======== Records for the exercise ========
//! Route definitions for the redeemable catalog.
//!
//! Mounted at `/redeemable` by `api_routes()`.

use axum::routing::{get, post};
use axum::Router;

use crate::handlers::redeemable;
use crate::state::AppState;

/// Redeemable routes.
///
/// ```text
/// GET    /                  -> list_redeemables (?code, name, cursor_code, cursor_name, limit, sort)
/// POST   /                  -> create_redeemable
/// POST   /redeem            -> redeem
/// GET    /{code}/{name}     -> get_redeemable
/// PUT    /{code}/{name}     -> update_redeemable
/// DELETE /{code}/{name}     -> delete_redeemable
/// ```
pub fn router() -> Router<AppState> {
    Router::new()
        .route(
            "/",
            get(redeemable::list_redeemables).post(redeemable::create_redeemable),
        )
        .route("/redeem", post(redeemable::redeem))
        .route(
            "/{code}/{name}",
            get(redeemable::get_redeemable)
                .put(redeemable::update_redeemable)
                .delete(redeemable::delete_redeemable),
        )
}
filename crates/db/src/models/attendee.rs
//! Attendee model.
//!
//! Attendee ids are external badge/user identifiers, not database serials:
//! the check-in scanner and the ledger both address attendees by the id
//! printed on the badge.

use hackdesk_core::types::Timestamp;
use serde::{Deserialize, Serialize};
use sqlx::FromRow;

/// A row from the `attendees` table.
#[derive(Debug, Clone, Serialize, FromRow)]
pub struct Attendee {
    pub id: String,
    pub competition_code: String,
    pub display_name: String,
    pub email: Option<String>,
    pub checked_in: bool,
    pub created_at: Timestamp,
}

/// DTO for registering a new attendee.
#[derive(Debug, Deserialize)]
pub struct CreateAttendee {
    pub id: String,
    pub competition_code: String,
    pub display_name: String,
    pub email: Option<String>,
}
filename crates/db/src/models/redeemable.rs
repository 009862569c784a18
//! Redeemable catalog model.

use hackdesk_core::types::{DbId, Timestamp};
use serde::{Deserialize, Serialize};
use sqlx::FromRow;

/// A row from the `redeemables` table.
///
/// `quantity` is the baseline stock count; the effective available balance
/// is `quantity + sum(transaction deltas)` and is computed by the ledger.
#[derive(Debug, Clone, Serialize, FromRow)]
pub struct Redeemable {
    pub id: DbId,
    pub competition_code: String,
    pub name: String,
    pub quantity: i32,
    pub description: Option<String>,
    pub created_at: Timestamp,
}

/// DTO for creating a new redeemable.
#[derive(Debug, Deserialize)]
pub struct CreateRedeemable {
    pub competition_code: String,
    pub name: String,
    pub quantity: i32,
    pub description: Option<String>,
}

/// DTO for patching a redeemable. The identity pair is immutable, so only
/// quantity and description are patchable.
#[derive(Debug, Deserialize)]
pub struct UpdateRedeemable {
    pub quantity: Option<i32>,
    pub description: Option<String>,
}
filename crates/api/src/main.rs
use std::net::SocketAddr;
use std::sync::Arc;

use tracing_subscriber::{layer::SubscriberExt, util::SubscriberInitExt};

use hackdesk_api::config::ServerConfig;
use hackdesk_api::router::build_app_router;
use hackdesk_api::state::AppState;

#[tokio::main]
async fn main() {
    dotenvy::dotenv().ok();

    // --- Tracing ---
    tracing_subscriber::registry()
        .with(
            tracing_subscriber::EnvFilter::try_from_default_env()
                .unwrap_or_else(|_| "hackdesk_api=debug,tower_http=debug".into()),
        )
        .with(tracing_subscriber::fmt::layer())
        .init();

    // --- Configuration ---
    let config = ServerConfig::from_env();
    tracing::info!(host = %config.host, port = %config.port, "Loaded server configuration");

    // --- Database ---
    let database_url = std::env::var("DATABASE_URL").expect("DATABASE_URL must be set");

    let pool = hackdesk_db::create_pool(&database_url)
        .await
        .expect("Failed to connect to database");
    tracing::info!("Database connection pool created");

    hackdesk_db::health_check(&pool)
        .await
        .expect("Database health check failed");
    tracing::info!("Database health check passed");

    hackdesk_db::run_migrations(&pool)
        .await
        .expect("Failed to run database migrations");
    tracing::info!("Database migrations applied");

    // --- App state + router ---
    let state = AppState {
        pool,
        config: Arc::new(config.clone()),
    };
    let app = build_app_router(state, &config);

    // --- Start server ---
    let addr = SocketAddr::new(
        config.host.parse().expect("Invalid HOST address"),
        config.port,
    );
    tracing::info!(%addr, "Starting server");

    let listener = tokio::net::TcpListener::bind(addr)
        .await
        .expect("Failed to bind to address");

    axum::serve(listener, app)
        .with_graceful_shutdown(shutdown_signal())
        .await
        .expect("Server error");

    tracing::info!("Graceful shutdown complete");
}

/// Wait for a termination signal to initiate graceful shutdown.
///
/// Handles both SIGINT (Ctrl-C) and SIGTERM (on Unix) so the server
/// shuts down cleanly whether stopped interactively or by a process
/// manager (e.g. systemd, Docker, Kubernetes).
async fn shutdown_signal() {
    let ctrl_c = async {
        tokio::signal::ctrl_c()
            .await
            .expect("Failed to install Ctrl-C handler");
    };

    #[cfg(unix)]
    let terminate = async {
        tokio::signal::unix::signal(tokio::signal::unix::SignalKind::terminate())
            .expect("Failed to install SIGTERM handler")
            .recv()
            .await;
    };

    #[cfg(not(unix))]
    let terminate = std::future::pending::<()>();

    tokio::select! {
        _ = ctrl_c => {},
        _ = terminate => {},
    }

    tracing::info!("Shutdown signal received");
}
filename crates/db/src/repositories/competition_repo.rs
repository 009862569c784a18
//! Repository for the `competitions` table.

use sqlx::PgPool;

use crate::models::competition::{Competition, CreateCompetition};

/// Column list for competitions queries.
const COLUMNS: &str = "code, name, created_at";

/// Provides CRUD operations for competitions.
pub struct CompetitionRepo;

impl CompetitionRepo {
    /// Insert a new competition, returning the created row.
    pub async fn create(
        pool: &PgPool,
        input: &CreateCompetition,
    ) -> Result<Competition, sqlx::Error> {
        let query = format!(
            "INSERT INTO competitions (code, name)
             VALUES ($1, $2)
             RETURNING {COLUMNS}"
        );
        sqlx::query_as::<_, Competition>(&query)
            .bind(&input.code)
            .bind(&input.name)
            .fetch_one(pool)
            .await
    }

    /// Find a competition by its code.
    pub async fn find_by_code(
        pool: &PgPool,
        code: &str,
    ) -> Result<Option<Competition>, sqlx::Error> {
        let query = format!("SELECT {COLUMNS} FROM competitions WHERE code = $1");
        sqlx::query_as::<_, Competition>(&query)
            .bind(code)
            .fetch_optional(pool)
            .await
    }

    /// List all competitions, newest first.
    pub async fn list(pool: &PgPool) -> Result<Vec<Competition>, sqlx::Error> {
        let query = format!(
            "SELECT {COLUMNS} FROM competitions ORDER BY created_at DESC"
        );
        sqlx::query_as::<_, Competition>(&query)
            .fetch_all(pool)
            .await
    }

    /// Delete a competition by code. Returns `true` if a row was deleted.
    pub async fn delete(pool: &PgPool, code: &str) -> Result<bool, sqlx::Error> {
        let result = sqlx::query("DELETE FROM competitions WHERE code = $1")
            .bind(code)
            .execute(pool)
            .await?;
        Ok(result.rows_affected() > 0)
    }
}
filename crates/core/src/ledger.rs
//! Balance arithmetic for the transaction ledger.
//!
//! A redeemable's balance at any point is its baseline `quantity` plus the
//! sum of all committed transaction deltas. A redemption (negative delta)
//! may only commit if the projected balance stays non-negative; a grant
//! (positive delta) can never violate that and skips the check entirely.

use crate::error::CoreError;

/// Validate a transaction delta. A zero delta is meaningless and rejected
/// before any I/O happens.
pub fn validate_delta(quantity: i32) -> Result<(), CoreError> {
    if quantity == 0 {
        return Err(CoreError::Validation(
            "quantity must not be zero".to_string(),
        ));
    }
    Ok(())
}

/// Balance the redeemable would have after applying `delta` on top of its
/// baseline quantity and the sum of already-committed deltas.
///
/// Widened to i64 so pathological grant histories cannot overflow.
pub fn projected_balance(baseline: i32, committed_sum: i64, delta: i32) -> i64 {
    i64::from(baseline) + committed_sum + i64::from(delta)
}
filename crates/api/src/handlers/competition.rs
//! Handlers for competition CRUD.
//!
//! Competitions scope the redeemable catalog; the ledger only needs them as
//! foreign-key targets, so the surface is intentionally small.

use axum::extract::{Path, State};
use axum::http::StatusCode;
use axum::response::IntoResponse;
use axum::Json;

use hackdesk_core::error::CoreError;
use hackdesk_core::redeemable::validate_competition_code;
use hackdesk_db::models::competition::CreateCompetition;
use hackdesk_db::repositories::CompetitionRepo;

use crate::error::{AppError, AppResult};
use crate::response::DataResponse;
use crate::state::AppState;

/// POST /competition
pub async fn create_competition(
    State(state): State<AppState>,
    Json(input): Json<CreateCompetition>,
) -> AppResult<impl IntoResponse> {
    validate_competition_code(&input.code)?;
    if input.name.trim().is_empty() {
        return Err(CoreError::Validation("name must not be empty".to_string()).into());
    }

    let competition = match CompetitionRepo::create(&state.pool, &input).await {
        Ok(row) => row,
        Err(err) if hackdesk_db::is_unique_violation(&err) => {
            return Err(CoreError::Conflict(format!(
                "Competition '{}' already exists",
                input.code
            ))
            .into());
        }
        Err(err) => return Err(err.into()),
    };

    tracing::info!(code = %competition.code, "Competition created");

    Ok((StatusCode::CREATED, Json(DataResponse { data: competition })))
}

/// GET /competition/{code}
pub async fn get_competition(
    State(state): State<AppState>,
    Path(code): Path<String>,
) -> AppResult<impl IntoResponse> {
    let competition = CompetitionRepo::find_by_code(&state.pool, &code)
        .await?
        .ok_or_else(|| {
            AppError::Core(CoreError::NotFound {
                entity: "Competition",
                key: code.clone(),
            })
        })?;

    Ok(Json(DataResponse { data: competition }))
}

/// GET /competition
pub async fn list_competitions(
    State(state): State<AppState>,
) -> AppResult<impl IntoResponse> {
    let competitions = CompetitionRepo::list(&state.pool).await?;
    Ok(Json(DataResponse { data: competitions }))
}

/// DELETE /competition/{code}
///
/// Refused with 409 while attendees or redeemables still reference it.
pub async fn delete_competition(
    State(state): State<AppState>,
    Path(code): Path<String>,
) -> AppResult<impl IntoResponse> {
    match CompetitionRepo::delete(&state.pool, &code).await {
        Ok(true) => {
            tracing::info!(code = %code, "Competition deleted");
            Ok(StatusCode::NO_CONTENT)
        }
        Ok(false) => Err(CoreError::NotFound {
            entity: "Competition",
            key: code,
        }
        .into()),
        Err(err) if hackdesk_db::is_foreign_key_violation(&err) => Err(CoreError::Conflict(
            format!("Competition '{code}' still has attendees or redeemables"),
        )
        .into()),
        Err(err) => Err(err.into()),
    }
}
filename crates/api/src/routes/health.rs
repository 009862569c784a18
use axum::{routing::get, Json, Router};
use serde::Serialize;

use crate::state::AppState;

#[derive(Serialize)]
struct HealthResponse {
    status: &'static str,
    version: &'static str,
}

async fn health_check() -> Json<HealthResponse> {
    Json(HealthResponse {
        status: "ok",
        version: env!("CARGO_PKG_VERSION"),
    })
}

pub fn router() -> Router<AppState> {
    Router::new().route("/health", get(health_check))
}
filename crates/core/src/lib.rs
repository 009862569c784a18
//! Domain logic for the hackdesk redeemable ledger.
//!
//! This crate is I/O-free: validation rules, pagination primitives, and the
//! shared error type live here so both the persistence layer and the HTTP
//! layer agree on what a valid request looks like.

pub mod error;
pub mod ledger;
pub mod pagination;
pub mod redeemable;
pub mod types;
use criterion::{black_box, criterion_group, criterion_main, Criterion};

use rand::{Rng, SeedableRng};
use rand_chacha::ChaCha8Rng;
use rustc_hash::FxHashSet;

use ot_store::record::Sample;

fn make_samples(n: usize, duplicate_every: usize) -> Vec<Sample> {
    let mut rng = ChaCha8Rng::seed_from_u64(0);
    let mut out = Vec::with_capacity(n);
    for i in 0..n {
        if duplicate_every > 0 && i % duplicate_every == 0 && !out.is_empty() {
            let j = rng.gen_range(0..out.len());
            out.push(out[j]);
            continue;
        }
        out.push(Sample {
            black: rng.gen(),
            white: rng.gen(),
            mv: rng.gen_range(0..27),
        });
    }
    out
}

fn bench_dedup(c: &mut Criterion) {
    let samples = make_samples(100_000, 4);

    c.bench_function("ot_store_dedup_insert_100k", |b| {
        b.iter(|| {
            let mut seen: FxHashSet<Sample> = FxHashSet::default();
            for s in &samples {
                seen.insert(*black_box(s));
            }
            black_box(seen.len())
        })
    });
}

criterion_group!(benches, bench_dedup);
criterion_main!(benches);
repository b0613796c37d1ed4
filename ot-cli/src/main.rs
//! ot: CLI for the Othello move-prediction sample store.
//!
//! Subcommands:
//! - ingest
//! - labels
//! - inspect
//! - stats
//! - batches

use std::env;
use std::path::{Path, PathBuf};
use std::process;

use ot_core::config::Config;
use ot_core::square::square_to_class;
use ot_features::encode::plane_from_mask;
use ot_features::schema::BOARD_SIDE;
use ot_logging::{
    now_ms, write_manifest_atomic, IngestEventV1, NdjsonWriter, StoreManifestV1,
    STORE_MANIFEST_VERSION,
};
use ot_store::batch::BatchAssembler;
use ot_store::labels::LabelIndex;
use ot_store::record::RECORD_BYTES;
use ot_store::store::{ingest, SampleStore};

fn print_help() {
    eprintln!(
        r#"ot - Othello move-prediction sample store

USAGE:
    ot <COMMAND> [OPTIONS]

COMMANDS:
    ingest      Deduplicate a raw 17-byte sample stream into a store
    labels      Build the label index for a store
    inspect     Print one sample of a store
    stats       Print store/label summary information
    batches     Dry-run batch assembly for a configured partition

OPTIONS:
    -h, --help          Print this help message
    -V, --version       Print version

Run `ot <COMMAND> --help` for command-specific usage.
"#
    );
}

fn print_version() {
    println!("ot {}", env!("CARGO_PKG_VERSION"));
}

fn require_value(args: &[String], i: usize, flag: &str) -> String {
    if i + 1 >= args.len() {
        eprintln!("Missing value for {}", flag);
        process::exit(1);
    }
    args[i + 1].clone()
}

/// Algebraic square name: file from the low 3 bits, rank from the high 3.
fn square_name(sq: u8) -> String {
    format!("{}{}", (b'a' + (sq & 7)) as char, (sq >> 3) + 1)
}

fn cmd_ingest(args: &[String]) {
    let mut input: Option<String> = None;
    let mut out: Option<String> = None;
    let mut manifest = false;
    let mut log: Option<String> = None;

    let mut i = 0usize;
    while i < args.len() {
        match args[i].as_str() {
            "--help" | "-h" => {
                println!(
                    r#"ot ingest

USAGE:
    ot ingest --input <raw> --out <store> [--manifest] [--log <events.ndjson>]

OPTIONS:
    --input <raw>           Raw 17-byte (state, action) stream
    --out <store>           Deduplicated store file to write
    --manifest              Also write <store>.meta.json
    --log <events.ndjson>   Append an ingest summary event
"#
                );
                return;
            }
            "--input" => {
                input = Some(require_value(args, i, "--input"));
                i += 2;
            }
            "--out" => {
                out = Some(require_value(args, i, "--out"));
                i += 2;
            }
            "--manifest" => {
                manifest = true;
                i += 1;
            }
            "--log" => {
                log = Some(require_value(args, i, "--log"));
                i += 2;
            }
            other => {
                eprintln!("Unknown option for `ot ingest`: {}", other);
                eprintln!("Run `ot ingest --help` for usage.");
                process::exit(1);
            }
        }
    }

    let (Some(input), Some(out)) = (input, out) else {
        eprintln!("ot ingest requires --input and --out");
        process::exit(1);
    };
    let input = PathBuf::from(input);
    let out = PathBuf::from(out);

    let summary = match ingest(&input, &out) {
        Ok(s) => s,
        Err(e) => {
            eprintln!("ingest failed: {}", e);
            process::exit(1);
        }
    };

    println!("Records read:  {}", summary.records_read);
    println!("Distinct:      {}", summary.distinct);
    println!("Duplicates:    {}", summary.duplicates);

    if manifest {
        let store_hash = match ot_logging::hash_file(&out) {
            Ok(h) => Some(h),
            Err(e) => {
                eprintln!("failed to hash store: {}", e);
                process::exit(1);
            }
        };
        let m = StoreManifestV1 {
            store_manifest_version: STORE_MANIFEST_VERSION,
            created_ts_ms: now_ms(),
            record_bytes: RECORD_BYTES as u32,
            num_records: summary.distinct,
            records_read: summary.records_read,
            duplicates: summary.duplicates,
            input: input.display().to_string(),
            store_hash,
            tool_version: env!("CARGO_PKG_VERSION").to_string(),
        };
        let meta_path = format!("{}.meta.json", out.display());
        if let Err(e) = write_manifest_atomic(&meta_path, &m) {
            eprintln!("failed to write manifest: {:?}", e);
            process::exit(1);
        }
        println!("Manifest:      {}", meta_path);
    }

    if let Some(log) = log {
        let result = NdjsonWriter::open_append(&log).and_then(|mut w| {
            w.write_event(&IngestEventV1 {
                event: "ingest_done",
                ts_ms: now_ms(),
                records_read: summary.records_read,
                distinct: summary.distinct,
                duplicates: summary.duplicates,
            })?;
            w.flush()
        });
        if let Err(e) = result {
            eprintln!("failed to write event log: {:?}", e);
            process::exit(1);
        }
    }
}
========
Problem statement
Report each line of the data that includes the string "AppError".

Final answer
use crate::error::{AppError, AppResult};
            AppError::Core(CoreError::NotFound {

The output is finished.